Добрались Миндиа и Гахуа до перекрёстка, а там камень с надписью: направо пойдёшь — вернёшься, налево — коня потеряешь, прямо пойдёшь — смерть найдёшь! Гахуа повернул налево, Миндиа прямо зашагал. Повстречался Гахуа дэв Автандил, идёт — вывороченное с корнями дерево на плечах несёт. Крикнул Гахуа дэву: «Брось эту хворостинку, давай одолей меня, коль ты настоящий дэв!» Крикнул так и пришпорил коня. Погнался дэв, столетними деревьями забросал. Попало одно дерево в коня — повалило его. Подобрал Гахуа своё богатство и побежал. Надумал дэв догнать его, а ловкий Гахуа по узким тропинкам пробрался, дэва в пропасть свалил. Принёс золото в деревню и всем поровну раздал.
А в это время Миндиа попал в страну кукушек. У кукушек было человеческое лицо, птичье тело. Женщины — в цветастых платьях, в крапинку, мужчины — в серых чоха-ахалухах; выше Миндии в десять раз.
— Зачем пришёл, с добром или злом? — спросили.
— Зачем враждовать? С добрым сердцем явился, — ответил Миндиа.
— Тогда не причиним вреда, живи, — решили кукушки, лишь одна одноглазая кукушка воспротивилась.
Удивился Миндиа: зачем желать ей его смерти? Привела кукушка его к роднику: по ту сторону кукушки в людей превращались, по эту — обратно в кукушек. Предстала кукушка в образе человека. «Не узнаёшь? — спросила. — Я та, которой ты в детстве гнездо разрушил и рогаткой глаз выбил». Опечалился Миндиа, попросил прощения, простила кукушка, но добавила: «Простить — прощу, но ты ослепнешь». Понял Миндиа, что какая-то печаль кукушку одолевает, спросил причину. «Завтра на нас войско сор к нападёт, или победим, или погибнем, но если сын человеческий поможет — спасёмся». Миндиа обещал помочь, но до того захотел отдохнуть. Расстелили ему постель на трёх кроватях: провалится одна — на другую ляжешь, если и вторая не выдержит — отдохнёшь на третьей. Миндиа на всех трёх постелях отлежался, десятикратную силу набрал да вдобавок научился предсказывать. «Большое сражение сегодня предстоит», — только молвил, и небо покрылось полчищами сор к. Войско кукушек, как тетива натянутая, призывного клича дожидалось. Послышался голос одноглазой кукушки, и взмахнула одновременно крыльями стая, грудью рассекла воздух, раскрыла клювы, и полетели по небу чёрно-белые перья. Посреди стаи стоял Миндиа, размахивая тяжёлой цепью, унесённой из Каджавети. Но слишком много птиц налетело на него, расклевали они всё лицо, потекла кровь, обессилел Миндиа, устала рука от тяжести цепи, упал и не смог подняться. Не суждено было вернуться Миндиа домой. Расплакалась кукушка, прикрыла его раны пёстрым платьем: «Сердцу — сердце, сердцу — сердце, Миндиа, приведу в твою деревню я весну». Так и остался Миндиа на кукушкином поле. Покрылось поле туманом, но имя Миндиа не затуманится никогда.
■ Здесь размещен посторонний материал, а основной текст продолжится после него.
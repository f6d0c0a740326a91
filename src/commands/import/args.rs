use fragtk_lib::pipeline::validation::{validate_input_files, ValidationConfig};
use std::path::PathBuf;
use structopt::StructOpt;

use crate::commands::MITO_CONTIGS;

/// CLI arguments for the `import` subcommand.
#[derive(Debug, Clone, StructOpt)]
#[structopt(author, name = "import")]
pub struct ImportArgs {
    /// Raw fragment file (plain, gzip, or `-` for stdin).
    pub fragments: PathBuf,

    /// Two-column `chrom<TAB>length` file. Fragments elsewhere are dropped.
    #[structopt(long, short = "g")]
    pub chrom_sizes: PathBuf,

    /// Output fragment file of retained cells (`.gz` will be appended when missing).
    #[structopt(long, short = "o")]
    pub output: PathBuf,

    /// Write per-cell QC metrics to this TSV.
    #[structopt(long)]
    pub qc: Option<PathBuf>,

    /// Only import barcodes listed in this file.
    #[structopt(long, short = "w")]
    pub whitelist: Option<PathBuf>,

    /// Minimum unique nuclear fragments for a barcode to be kept.
    #[structopt(long, default_value = "200")]
    pub min_fragments: u64,

    /// Offset added to every fragment start, e.g. `--shift-left=4`.
    #[structopt(long, default_value = "0", allow_hyphen_values = true)]
    pub shift_left: i64,

    /// Offset added to every fragment end, e.g. `--shift-right=-5`.
    #[structopt(long, default_value = "0", allow_hyphen_values = true)]
    pub shift_right: i64,

    /// Mitochondrial chromosome names, comma separated.
    #[structopt(long, use_delimiter = true)]
    pub mito: Vec<String>,

    /// Gene annotation (GTF) used for TSS enrichment scores.
    #[structopt(long)]
    pub gtf: Option<PathBuf>,

    /// Records between progress messages.
    #[structopt(long, default_value = "5000000")]
    pub chunk_size: usize,

    /// Number of worker threads to use.
    #[structopt(long, short = "t", default_value = "4")]
    pub threads: usize,
}

/// Normalised configuration derived from [`ImportArgs`].
#[derive(Debug, Clone)]
pub struct ImportConfig {
    pub fragments: PathBuf,
    pub chrom_sizes: PathBuf,
    pub output: PathBuf,
    pub qc: Option<PathBuf>,
    pub whitelist: Option<PathBuf>,
    pub min_fragments: u64,
    pub shift_left: i64,
    pub shift_right: i64,
    pub mito_chroms: Vec<String>,
    pub gtf: Option<PathBuf>,
    pub chunk_size: usize,
    pub threads: usize,
}

impl From<ImportArgs> for ImportConfig {
    fn from(args: ImportArgs) -> ImportConfig {
        let mito_chroms = if args.mito.is_empty() {
            MITO_CONTIGS.iter().map(|s| s.to_string()).collect()
        } else {
            args.mito
        };
        ImportConfig {
            fragments: args.fragments,
            chrom_sizes: args.chrom_sizes,
            output: args.output,
            qc: args.qc,
            whitelist: args.whitelist,
            min_fragments: args.min_fragments,
            shift_left: args.shift_left,
            shift_right: args.shift_right,
            mito_chroms,
            gtf: args.gtf,
            chunk_size: args.chunk_size,
            threads: args.threads,
        }
    }
}

impl ImportConfig {
    pub fn validate(&self) -> fragtk_lib::Result<()> {
        ValidationConfig {
            chunk_size: self.chunk_size,
            num_threads: self.threads,
            ..Default::default()
        }
        .validate()?;

        let mut inputs = vec![&self.fragments, &self.chrom_sizes];
        inputs.extend(self.whitelist.iter());
        inputs.extend(self.gtf.iter());
        validate_input_files(&inputs)
    }
}
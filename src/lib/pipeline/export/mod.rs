//! Export of grouped fragments and coverage tracks.

pub mod coverage;
pub mod fragments;

pub use coverage::{
    create_bedgraph, export_coverage, write_bigwig, BedGraph, CoverageOptions, CoverageOutputFormat,
    Normalization,
};
pub use fragments::{export_fragments, ExportFragmentsOptions};
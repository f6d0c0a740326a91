use fragtk_lib::pipeline::export::ExportFragmentsOptions;
use fragtk_lib::pipeline::validation::validate_input_files;
use fragtk_lib::utils::{Compression, DEFAULT_GZIP_LEVEL, MAX_GZIP_LEVEL};
use std::path::PathBuf;
use structopt::StructOpt;

/// CLI arguments for the `export-fragments` subcommand.
#[derive(Debug, Clone, StructOpt)]
#[structopt(author, name = "export-fragments")]
pub struct ExportFragmentsArgs {
    /// Imported fragment file (output of `fragtk import`).
    pub fragments: PathBuf,

    /// Two-column `chrom<TAB>length` file.
    #[structopt(long, short = "g")]
    pub chrom_sizes: PathBuf,

    /// Two-column `barcode<TAB>group` table; unlisted cells are skipped.
    #[structopt(long)]
    pub groups: PathBuf,

    /// Output directory, created when missing.
    #[structopt(long, short = "o")]
    pub out_dir: PathBuf,

    /// Only export these groups, comma separated.
    #[structopt(long, use_delimiter = true)]
    pub selections: Vec<String>,

    /// Minimum fragment length.
    #[structopt(long)]
    pub min_fragment_length: Option<u64>,

    /// Maximum fragment length.
    #[structopt(long)]
    pub max_fragment_length: Option<u64>,

    /// Text prepended to each output file name.
    #[structopt(long, default_value = "")]
    pub prefix: String,

    /// Text appended to each output file name.
    #[structopt(long, default_value = ".tsv.gz")]
    pub suffix: String,

    /// Output compression: gzip or none.
    #[structopt(long, default_value = "gzip")]
    pub compression: Compression,

    /// Gzip level, 0 (fastest) to 9 (smallest).
    #[structopt(long, default_value = "6")]
    pub compression_level: u32,

    /// Number of worker threads to use.
    #[structopt(long, short = "t", default_value = "4")]
    pub threads: usize,
}

/// Normalised configuration derived from [`ExportFragmentsArgs`].
#[derive(Debug, Clone)]
pub struct ExportFragmentsConfig {
    pub fragments: PathBuf,
    pub chrom_sizes: PathBuf,
    pub groups: PathBuf,
    pub out_dir: PathBuf,
    pub options: ExportFragmentsOptions,
    pub threads: usize,
}

impl From<ExportFragmentsArgs> for ExportFragmentsConfig {
    fn from(args: ExportFragmentsArgs) -> ExportFragmentsConfig {
        ExportFragmentsConfig {
            fragments: args.fragments,
            chrom_sizes: args.chrom_sizes,
            groups: args.groups,
            out_dir: args.out_dir,
            options: ExportFragmentsOptions {
                selections: if args.selections.is_empty() {
                    None
                } else {
                    Some(args.selections)
                },
                min_fragment_length: args.min_fragment_length,
                max_fragment_length: args.max_fragment_length,
                prefix: args.prefix,
                suffix: args.suffix,
                compression: args.compression.with_level(args.compression_level),
            },
            threads: args.threads,
        }
    }
}

impl ExportFragmentsConfig {
    pub fn validate(&self) -> fragtk_lib::Result<()> {
        if let (Some(lo), Some(hi)) = (
            self.options.min_fragment_length,
            self.options.max_fragment_length,
        ) {
            if lo > hi {
                return Err(fragtk_lib::FragError::InvalidInput(format!(
                    "min_fragment_length ({}) exceeds max_fragment_length ({})",
                    lo, hi
                )));
            }
        }
        let level = self.options.compression.level().unwrap_or(DEFAULT_GZIP_LEVEL);
        if level > MAX_GZIP_LEVEL {
            return Err(fragtk_lib::FragError::ThresholdValidation {
                field: "compression_level".to_string(),
                min: 0.0,
                max: MAX_GZIP_LEVEL as f64,
                value: level as f64,
            });
        }
        validate_input_files(&[&self.fragments, &self.chrom_sizes, &self.groups])
    }
}

#[cfg(test)]
mod tests {
    use super::*;

    #[test]
    fn defaults_write_gzip_tsv() {
        let args = ExportFragmentsArgs::from_iter_safe(&[
            "export-fragments", "frags.tsv.gz", "-g", "hg38.sizes", "--groups", "clusters.tsv",
            "-o", "by_cluster",
        ])
        .unwrap();
        let config: ExportFragmentsConfig = args.into();

        assert_eq!(config.options.suffix, ".tsv.gz");
        assert!(matches!(config.options.compression, Compression::Gzip { .. }));
        assert!(config.options.selections.is_none());
        assert_eq!(config.options.compression.level(), Some(DEFAULT_GZIP_LEVEL));
    }

    #[test]
    fn compression_level_is_passed_through() {
        let args = ExportFragmentsArgs::from_iter_safe(&[
            "export-fragments", "frags.tsv.gz", "-g", "hg38.sizes", "--groups", "clusters.tsv",
            "-o", "out", "--compression-level", "9",
        ])
        .unwrap();
        let config: ExportFragmentsConfig = args.into();
        assert_eq!(config.options.compression, Compression::Gzip { level: 9, threads: 1 });

        let args = ExportFragmentsArgs::from_iter_safe(&[
            "export-fragments", "frags.tsv.gz", "-g", "hg38.sizes", "--groups", "clusters.tsv",
            "-o", "out", "--compression-level", "10",
        ])
        .unwrap();
        let config: ExportFragmentsConfig = args.into();
        assert!(matches!(
            config.validate(),
            Err(fragtk_lib::FragError::ThresholdValidation { .. })
        ));
    }

    #[test]
    fn selections_and_lengths() {
        let args = ExportFragmentsArgs::from_iter_safe(&[
            "export-fragments", "frags.tsv.gz", "-g", "hg38.sizes", "--groups", "clusters.tsv",
            "-o", "out", "--selections", "B,T", "--min-fragment-length", "300",
            "--max-fragment-length", "100", "--compression", "none",
        ])
        .unwrap();
        let config: ExportFragmentsConfig = args.into();

        assert_eq!(
            config.options.selections,
            Some(vec!["B".to_string(), "T".to_string()])
        );
        assert_eq!(config.options.compression, Compression::None);
        assert!(config.validate().is_err());
    }
}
Гахуа по пути в деревню заглянул в Бетлемский дом. Видит — полон дом икон, посреди золотая колыбель, а в ней отрок, над ним голуби летают. Не удержался Гахуа, забрал одну икону, принёс домой и стал предсказателем, но велено ему было служить без слов. Не стерпел однажды, проговорился — и сразу был наказан: потерял способность творить чудеса — сидел один в сакле и пил за упокой души Миндиа. Слабые не умеют хранить тайну, а настоящие мужчины знают — не все слова сказываются, что на языке вертятся.
Этери
Жили-были бездетные муж и жена. Послала раз жена мужа к ведунье. Та вознесла руки к небу, и упали оттуда три яблока. «Отнеси их жене, — сказала гадалка. — Проголодается она — дай два яблока, пить захочет — дашь третье».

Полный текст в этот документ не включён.